Жан Кавалеру остался стоять на берегу, под обрывом, бормоча вслед Саве всяческие угрозы, похожие больше на жалобы и причитания.

— Ихнее величество не желают пуха. Ихнее величество желают, чтоб на ярмарке одни сладкие кунжутные лепешки были! Ну погоди, придет время, наплачешься ты с помидорами. Прибежишь, в ножки поклонишься — пристрой, мол, Жан Кавалеру, а то у меня томат по грядкам течет. И пусть сгнию тогда вместе с твоими помидорами, если хоть пальцем пошевельну!..

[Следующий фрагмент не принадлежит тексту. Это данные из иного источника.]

//! Hash functions used by key and address encoding

use crate::constants::CHECKSUM_SIZE;
use crate::types::{Hash, Hash160};
use bitcoin_hashes::{sha256d, Hash as BitcoinHash};
use ripemd::Ripemd160;
use sha2::{Digest, Sha256};

/// SHA256(x)
pub fn sha256(data: &[u8]) -> Hash {
    let result = Sha256::digest(data);
    let mut hash = [0u8; 32];
    hash.copy_from_slice(&result);
    hash
}

/// SHA256(SHA256(x))
pub fn double_sha256(data: &[u8]) -> Hash {
    sha256d::Hash::hash(data).into_inner()
}

/// RIPEMD160(SHA256(x))
pub fn hash160(data: &[u8]) -> Hash160 {
    let sha256_hash = Sha256::digest(data);
    let ripemd160_hash = Ripemd160::digest(&sha256_hash);
    let mut hash = [0u8; 20];
    hash.copy_from_slice(&ripemd160_hash);
    hash
}

pub fn hash160_hex(data: &[u8]) -> String {
    hex::encode(hash160(data))
}

/// Leading four bytes of SHA256(SHA256(x)), the Base58Check suffix
pub fn checksum(data: &[u8]) -> [u8; CHECKSUM_SIZE] {
    let digest = double_sha256(data);
    let mut result = [0u8; CHECKSUM_SIZE];
    result.copy_from_slice(&digest[..CHECKSUM_SIZE]);
    result
}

Но Сава Пелин не слыхал этих страшных угроз. Шел себе полем по белой тропке, мягкой и теплой, как растянутая для просушки овечья шкура. Стадо коров спустилось на водопой к Дунаю, над выгоном повисла пыль, а когда улеглась на жухлую траву, справа завиднелись пестрые ярмарочные палатки и зеленые навесы, увитые цветущей виноградной лозой, под которыми завтра будет жариться на вертелах мясо, а за ними — шатер карусели, где еще трудились, забивая последние гвозди, столяры. Эту карусель обнаружили в одном из помещичьих сараев, и теперь, дерезенской ребятне на радость, она завертится на веселом празднике и по кругу резво побегут бок о бок пухлые лошадки, туго набитые опилками и морской травой, выгнув крутые шеи, подметая землю гривами из мочала, сверкая желтыми подковами. Жаль только, что вместо ярко-красны к седел, какими щеголяют три скакуна, всем остальным положили на спину серые мешки с мякиной, да что поделаешь — пропали красные седла.

Сава подошел к рабочим. Потихоньку вращаясь, поскрипывал дощатый круг.

— День добрый, ребята! Идут дела? — обратился он к мастеру.

Мастер — здоровенный толстяк, пудов этак в десять весом, — чудом держась на верхушке лестницы, проверял, прочно ли закреплен металлический каркас.

— Поработали вы, однако, на славу! — одобрил Сава.

— А ты как думал? — отозвался мастер. — Как черти рогатые упирались. Пора и по стаканчику пропустить. Кости ноют, натрудились — смазки требуют, отказать грех!.. Собирай струмент! — крикнул он своей бригаде. — Позабудете чего, голову оторву!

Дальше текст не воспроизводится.